Our market view - week 38
Oil prices rallied in August on rising tension over Syria’s use of chemical weapons and the sharp drop in Libyan production. Prices turned lower as the Middle East war fears eased last week.
Expectations of an imminent US attack on Syria pushed oil prices above $117 at the end of August as investors worried the conflict would affect the huge oil exporters of the Gulf, which pump around a third of the world’s oil. But tensions have eased after the US agreed to call off military action against Syria. On Saturday, US and Russia agreed to back a nine-month UN programme to destroy Assad’s chemical weapons. However, there are huge technical difficulties in destroying one of the world’s biggest chemical arsenals in the midst of civil war.
A Syrian minister said these agreements are a victory for Syria, and rebels report that Assad has stepped up the offensive with conventional weapons now.
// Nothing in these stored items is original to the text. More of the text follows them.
//! Session state and core simulation types
//!
//! One `SessionState` lives for the whole game session. It is mutated in
//! place by `tick`, and per-throw fields are cleared by `reset_throw`.

use std::collections::BTreeSet;

use glam::DVec2;
use rand::{Rng, SeedableRng};
use rand_pcg::Pcg32;
use serde::{Deserialize, Serialize};

use super::cinematic::Cinematic;
use super::input::{InputBuffer, PrecisionInput};
use super::landing::{FailureAnimation, NearMiss};
use super::precision::PendingTap;
use super::rings::{Ring, generate_rings};
use super::tutorial::TutorialState;
use crate::consts::*;
use crate::leaderboard::Leaderboard;

/// How a resolved throw ended
#[derive(Debug, Clone, Copy, PartialEq, Eq, Serialize, Deserialize)]
pub enum FailureKind {
    Tumble,
    Dive,
}

/// Final result of a throw
#[derive(Debug, Clone, Copy, PartialEq, Serialize, Deserialize)]
pub enum ThrowOutcome {
    /// Came to rest before the edge
    Landed {
        distance: f64,
        perfect: bool,
        multiplier: f64,
    },
    /// Went over the edge
    FellOff { failure: FailureKind },
}

/// Throw lifecycle. Exactly one variant is active, so the
/// charging/flying/sliding flags can never overlap.
#[derive(Debug, Clone, Copy, PartialEq, Serialize, Deserialize)]
pub enum ThrowPhase {
    /// Waiting on the pad for a press
    Idle,
    /// Control held, power oscillating
    Charging { started_ms: f64, power: f64 },
    /// Ballistic flight
    Flying { launched_ms: f64 },
    /// On the ground, decelerating
    Sliding { launched_ms: f64 },
    /// Outcome latched until `reset_throw`
    Resolved(ThrowOutcome),
}

impl ThrowPhase {
    pub fn is_idle(&self) -> bool {
        matches!(self, ThrowPhase::Idle)
    }

    pub fn is_charging(&self) -> bool {
        matches!(self, ThrowPhase::Charging { .. })
    }

    pub fn is_flying(&self) -> bool {
        matches!(self, ThrowPhase::Flying { .. })
    }

    pub fn is_sliding(&self) -> bool {
        matches!(self, ThrowPhase::Sliding { .. })
    }

    /// Flying or sliding
    pub fn in_motion(&self) -> bool {
        self.is_flying() || self.is_sliding()
    }

    /// The landed latch: input is ignored until the throw is reset
    pub fn is_resolved(&self) -> bool {
        matches!(self, ThrowPhase::Resolved(_))
    }

    /// Launch timestamp while the throw is in motion
    pub fn launched_ms(&self) -> Option<f64> {
        match *self {
            ThrowPhase::Flying { launched_ms } | ThrowPhase::Sliding { launched_ms } => {
                Some(launched_ms)
            }
            _ => None,
        }
    }
}

/// Trail point for rendering (aged every frame)
#[derive(Debug, Clone, Copy, Serialize, Deserialize)]
pub struct TrailPoint {
    pub pos: DVec2,
    pub age: u32,
    /// Already beyond the Zeno target when recorded
    pub past_target: bool,
}

/// Low-frequency echo sample of the flight
#[derive(Debug, Clone, Copy, Serialize, Deserialize)]
pub struct GhostFrame {
    pub pos: DVec2,
    pub vel: DVec2,
    pub angle: f64,
    pub timestamp_ms: f64,
}

/// In-flight control bookkeeping
#[derive(Debug, Clone, Default, Serialize, Deserialize)]
pub struct AirControl {
    pub float_taps: u32,
    pub thrust_taps: u32,
    /// Frames spent braking this throw
    pub brake_frames: u32,
    pub is_holding_brake: bool,
    /// Milliseconds of braking time accumulated this throw
    pub throttle_ms_used: f64,
    /// Timestamps (ms) of recent float taps
    pub recent_tap_times: Vec<f64>,
}

/// Sliding control bookkeeping
#[derive(Debug, Clone, Default, Serialize, Deserialize)]
pub struct SlideControl {
    pub extend_taps: u32,
    pub brake_frames: u32,
}

/// Aggregate lifetime counters
#[derive(Debug, Clone, Default, PartialEq, Serialize, Deserialize)]
pub struct Stats {
    pub total_throws: u32,
    pub successful_landings: u32,
    pub total_distance: f64,
    pub perfect_landings: u32,
    pub max_multiplier: f64,
    pub total_rings_passed: u32,
    pub max_rings_in_throw: u32,
    pub perfect_ring_throws: u32,
    /// Seconds
    pub max_air_time: f64,
}

/// Daily best values, owned by the host and merged on landing
#[derive(Debug, Clone, Copy, Default, PartialEq, Serialize, Deserialize)]
pub struct DailyStats {
    pub best_distance: f64,
    pub best_score: f64,
}

/// Persisted progression, read once at session start
#[derive(Debug, Clone, PartialEq, Serialize, Deserialize)]
pub struct Progress {
    pub best: f64,
    pub zeno_target: f64,
    pub zeno_level: u32,
    pub total_score: f64,
    pub total_falls: u32,
    pub stats: Stats,
    pub achievements: BTreeSet<String>,
    /// Ghost path of the best throw
    pub best_trail: Vec<DVec2>,
    pub best_hot_streak: u32,
    #[serde(default)]
    pub leaderboard: Leaderboard,
    #[serde(default)]
    pub tutorial_seen: TutorialSeen,
}

impl Default for Progress {
    fn default() -> Self {
        Self {
            best: 0.0,
            zeno_target: CLIFF_EDGE / 2.0,
            zeno_level: 0,
            total_score: 0.0,
            total_falls: 0,
            stats: Stats::default(),
            achievements: BTreeSet::new(),
            best_trail: Vec::new(),
            best_hot_streak: 0,
            leaderboard: Leaderboard::new(),
            tutorial_seen: TutorialSeen::default(),
        }
    }
}

impl Progress {
    /// Repair a loaded record so the target sits strictly between best and the edge
    pub fn normalized(mut self) -> Self {
        if !self.best.is_finite() || self.best < 0.0 || self.best >= CLIFF_EDGE {
            log::warn!("Discarding invalid best {}", self.best);
            self.best = 0.0;
        }
        let target_ok = self.zeno_target.is_finite()
            && self.zeno_target > self.best
            && self.zeno_target < CLIFF_EDGE;
        if !target_ok {
            self.zeno_target = (self.best + CLIFF_EDGE) / 2.0;
        }
        self
    }
}

/// Which tutorials have already been shown
#[derive(Debug, Clone, Copy, Default, PartialEq, Eq, Serialize, Deserialize)]
pub struct TutorialSeen {
    pub charge: bool,
    pub air: bool,
    pub slide: bool,
}

/// Complete session state (single writer: `tick`)
#[derive(Debug, Clone)]
pub struct SessionState {
    /// Run seed for ring layouts and wind
    pub seed: u64,
    pub phase: ThrowPhase,
    pub pos: DVec2,
    pub vel: DVec2,
    /// Launch angle in degrees
    pub angle_deg: f64,
    /// Launch speed of the current throw (thrust cap reference)
    pub initial_speed: f64,
    pub wind: f64,
    pub try_count: u32,
    /// Whole-frame cancellation
    pub paused: bool,
    /// No real throw was available; scoring and persistence are suppressed
    pub practice_mode: bool,

    // === Stamina ===
    pub stamina: f64,
    pub stamina_used_this_throw: f64,
    /// Frames of denial feedback remaining
    pub stamina_denied_shake: u32,

    // === Precision input ===
    pub input: PrecisionInput,
    pub input_buffer: InputBuffer,
    pub air: AirControl,
    pub slide: SlideControl,
    pub pending_tap: PendingTap,

    // === Timed physics effects ===
    pub gravity_multiplier: f64,
    /// Seconds of float remaining
    pub float_duration: f64,
    pub ceiling_stuck_frames: u32,

    // === Trails ===
    pub trail: Vec<TrailPoint>,
    pub ghost_trail: Vec<GhostFrame>,
    pub run_trail: Vec<DVec2>,
    pub flight_frames: u32,
    /// Last position before the edge, for fall feedback
    pub last_valid_px: f64,

    // === Cinematics ===
    pub cinematic: Cinematic,
    pub tutorial: TutorialState,

    // === Rings ===
    pub rings: Vec<Ring>,
    pub ring_multiplier: f64,
    pub rings_passed_this_throw: u32,

    // === Outcome ===
    pub dist: f64,
    pub fell_off: bool,
    pub perfect_landing: bool,
    pub last_multiplier: f64,
    pub current_multiplier: f64,
    pub last_dist: Option<f64>,
    pub near_miss: Option<NearMiss>,
    pub failure: Option<FailureAnimation>,

    // === Progression ===
    pub progress: Progress,
    pub hot_streak: u32,
    pub landings_without_fall: u32,
    pub session_throws: u32,

    pub(crate) rng: Pcg32,
}

impl SessionState {
    /// Create the session from persisted progress
    pub fn new(seed: u64, progress: Progress) -> Self {
        let progress = progress.normalized();
        let tutorial = TutorialState::new(progress.tutorial_seen);
        let rings = generate_rings(seed.wrapping_add(progress.stats.total_throws as u64));
        let mut rng = Pcg32::seed_from_u64(seed);
        let wind = rng.random_range(-0.05..0.05);

        Self {
            seed,
            phase: ThrowPhase::Idle,
            pos: DVec2::new(LAUNCH_PAD_X, GROUND_Y),
            vel: DVec2::ZERO,
            angle_deg: OPTIMAL_ANGLE,
            initial_speed: 0.0,
            wind,
            try_count: 0,
            paused: false,
            practice_mode: false,
            stamina: MAX_STAMINA,
            stamina_used_this_throw: 0.0,
            stamina_denied_shake: 0,
            input: PrecisionInput::default(),
            input_buffer: InputBuffer::default(),
            air: AirControl::default(),
            slide: SlideControl::default(),
            pending_tap: PendingTap::None,
            gravity_multiplier: 1.0,
            float_duration: 0.0,
            ceiling_stuck_frames: 0,
            trail: Vec::new(),
            ghost_trail: Vec::new(),
            run_trail: Vec::new(),
            flight_frames: 0,
            last_valid_px: 0.0,
            cinematic: Cinematic::default(),
            tutorial,
            rings,
            ring_multiplier: 1.0,
            rings_passed_this_throw: 0,
            dist: 0.0,
            fell_off: false,
            perfect_landing: false,
            last_multiplier: 1.0,
            current_multiplier: 1.0,
            last_dist: None,
            near_miss: None,
            failure: None,
            progress,
            hot_streak: 0,
            landings_without_fall: 0,
            session_throws: 0,
            rng,
        }
    }

    /// Re-initialise every per-throw field. Progression survives.
    pub fn reset_throw(&mut self) {
        self.phase = ThrowPhase::Idle;
        self.pos = DVec2::new(LAUNCH_PAD_X, GROUND_Y);
        self.vel = DVec2::ZERO;
        self.initial_speed = 0.0;
        self.stamina = MAX_STAMINA;
        self.stamina_used_this_throw = 0.0;
        self.stamina_denied_shake = 0;
        self.input = PrecisionInput::default();
        self.input_buffer.clear();
        self.air = AirControl::default();
        self.slide = SlideControl::default();
        self.pending_tap = PendingTap::None;
        self.gravity_multiplier = 1.0;
        self.float_duration = 0.0;
        self.ceiling_stuck_frames = 0;
        self.trail.clear();
        self.ghost_trail.clear();
        self.run_trail.clear();
        self.flight_frames = 0;
        self.last_valid_px = 0.0;
        self.cinematic = Cinematic::default();
        self.rings = generate_rings(
            self.seed
                .wrapping_add(self.progress.stats.total_throws as u64)
                .wrapping_add(self.try_count as u64),
        );
        self.ring_multiplier = 1.0;
        self.rings_passed_this_throw = 0;
        self.fell_off = false;
        self.perfect_landing = false;
        self.current_multiplier = 1.0;
        self.near_miss = None;
        self.failure = None;
        log::debug!("Throw reset (try {})", self.try_count);
    }

    /// Set the launch angle (degrees), clamped to the allowed range
    pub fn set_angle(&mut self, degrees: f64) {
        if degrees.is_finite() {
            self.angle_deg = degrees.clamp(MIN_ANGLE, MAX_ANGLE);
        }
    }

    /// Record an unlocked achievement. Returns true if it was new.
    pub fn unlock_achievement(&mut self, id: &str) -> bool {
        let added = self.progress.achievements.insert(id.to_string());
        if added {
            log::info!("Achievement unlocked: {}", id);
        }
        added
    }

    /// Cycle the wind: alternate direction, step magnitude every 3 tries
    pub fn next_wind(&mut self) {
        const LEVELS: [f64; 3] = [0.02, 0.05, 0.08];
        let direction = if self.try_count % 2 == 0 { 1.0 } else { -1.0 };
        let level = (self.try_count / 3) as usize % LEVELS.len();
        self.wind = direction * LEVELS[level];
        log::debug!("Wind now {:.2}", self.wind);
    }
}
Global markets remain tight with more than one million barrels per day of Libyan crude oil exports unavailable due to civil unrest and strikes, but supplies are expected to improve over the next few months. Libya declared force majeure on three ports Thursday, following several weeks of shutdown.
Supply constraints and cooler weather lifted gas prices last week. Colder weather and UK Rough storage maintenance means demand will be met by higher imports over the next week, which will increase price volatility.
European gas demand in the first half of 2013 was flat compared to last year, but corrected for temperatures demand was down.